A few other notes about the text to show this view. Verse 19 refers back to the Spirit. It’s saying that Jesus’ preaching was in some way in the spirit. Well, this shouldn’t seem strange for Peter to say that Jesus preached by the Spirit through the Old Testament saints. In fact he already told us that back in 1:11. In 1:11 Jesus said the Spirit of Christ spoke through the prophets of old. This would just be another example of that. You might reply that Noah wasn’t a prophet. Well, I’d point you to 2 Peter 2:5 where Peter calls Noah a preacher of righteousness during his day. Not the specific language of a prophet, but the general idea. It shows that Noah preached back then, and surely this was a message of repentance for them in light of the coming judgment of the flood.

Well, I could say a lot more, but these few data points show that this would be a way to read this passage. Let’s move beyond the controversial interpretations though and ask what the point of this reference to Noah and this preaching really is? Well, think about it in light of the context of 1 Peter. 1 Peter is speaking to Christians who are pilgrims in a world that is not their home. They are living in a world full of the wicked all around them. The world doesn’t seem to be getter better. Rather the unbelievers are looking down upon them or persecuting the Christians in different ways. This would have had some similarities with Noah’s day. Peter’s audience could find an analogy with it. We can find a similar analogy.

Noah was a preacher of righteousness during those wicked days. We know that he did that by the Spirit of Christ. The Spirit of Christ spoke through him back then. Noah would have called them to repentance. But almost everyone in the whole world rejected him. They ignored his warning of imminent judgment. But this is still what we do as the church. The church now continues to preach to the disobedient by the Spirit of Christ. We preach a message of repentance – turn from yours sins and find forgiveness and life in Christ. Be saved from that imminent judgment that is upon this world. Extra-biblical history records that they mocked Noah when he did this. They said that judgment would come for him. Well, isn’t that what happened to Jesus? He preached a message of repentance and they mocked him and killed him. But he did that for us. And that’s why it wasn’t defeat for Jesus. Rather it was his triumph.

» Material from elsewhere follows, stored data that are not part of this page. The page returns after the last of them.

mod config;
pub mod migrations;
mod safety_db;

pub use config::{
    Config, FcmConfig, NotificationsConfig, SchedulerConfig, SecurityConfig, StorageConfig,
};
pub use safety_db::SafetyDb;

use std::path::PathBuf;

use crate::error::ConfigError;

/// Returns `~/.config/safecheck[-dev]/` based on SAFECHECK_ENV.
///
/// Set SAFECHECK_ENV=dev to use development data directory.
///
/// # Errors
/// Returns an error if creating the directory fails.
pub fn data_dir() -> Result<PathBuf, ConfigError> {
    let base_dir = dirs::home_dir()
        .unwrap_or_else(|| PathBuf::from("."))
        .join(".config");

    let env = std::env::var("SAFECHECK_ENV").unwrap_or_else(|_| "production".to_string());

    let dir = if env == "dev" {
        base_dir.join("safecheck-dev")
    } else {
        base_dir.join("safecheck")
    };

    std::fs::create_dir_all(&dir)
        .map_err(|e| ConfigError::DataDir(format!("{}: {e}", dir.display())))?;
    Ok(dir)
}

And so now as we go forth preaching this same message of repentance and faith in Christ, it’s not something we do in defeat. Even if we have to suffer now for a little while, this passage encourages us of the triumph we have in Christ. We have been brought to God by him. He has resurrected from the dead. He has ascended. He now reigns on high. And he is coming back one day in judgment. But at this moment he is exercising patience. Just like the patience God showed in Noah’s day. So too, he is patient now. He is giving people time to repent. He uses us to bring that message of repentance. He calls us to have a bold witness even to a hostile world. Even to a world that will ridicule our faith. Even to a world that says we are the wicked ones for bringing such a message as the biblical gospel. Christ calls us to have a bold witness – bold because of both his suffering and triumph.

Think of the result of Noah’s preaching. It says it right here. Eight were saved. We might look around and only see 20 or 30 people here on a given Sunday and get a bit discouraged. And yet we are just one church of many throughout the world. Noah preached to the whole world and only 8 were saved. But that was enough. That was enough to continue God’s plan of redemption. That was enough to safeguard the seed of the woman until one day Jesus was born. God knows how to save his own. He has saved us. And he calls us to see the victory he has had in Jesus Christ. Let us bring it boldly to the world, knowing that victory is the Lord’s! Amen.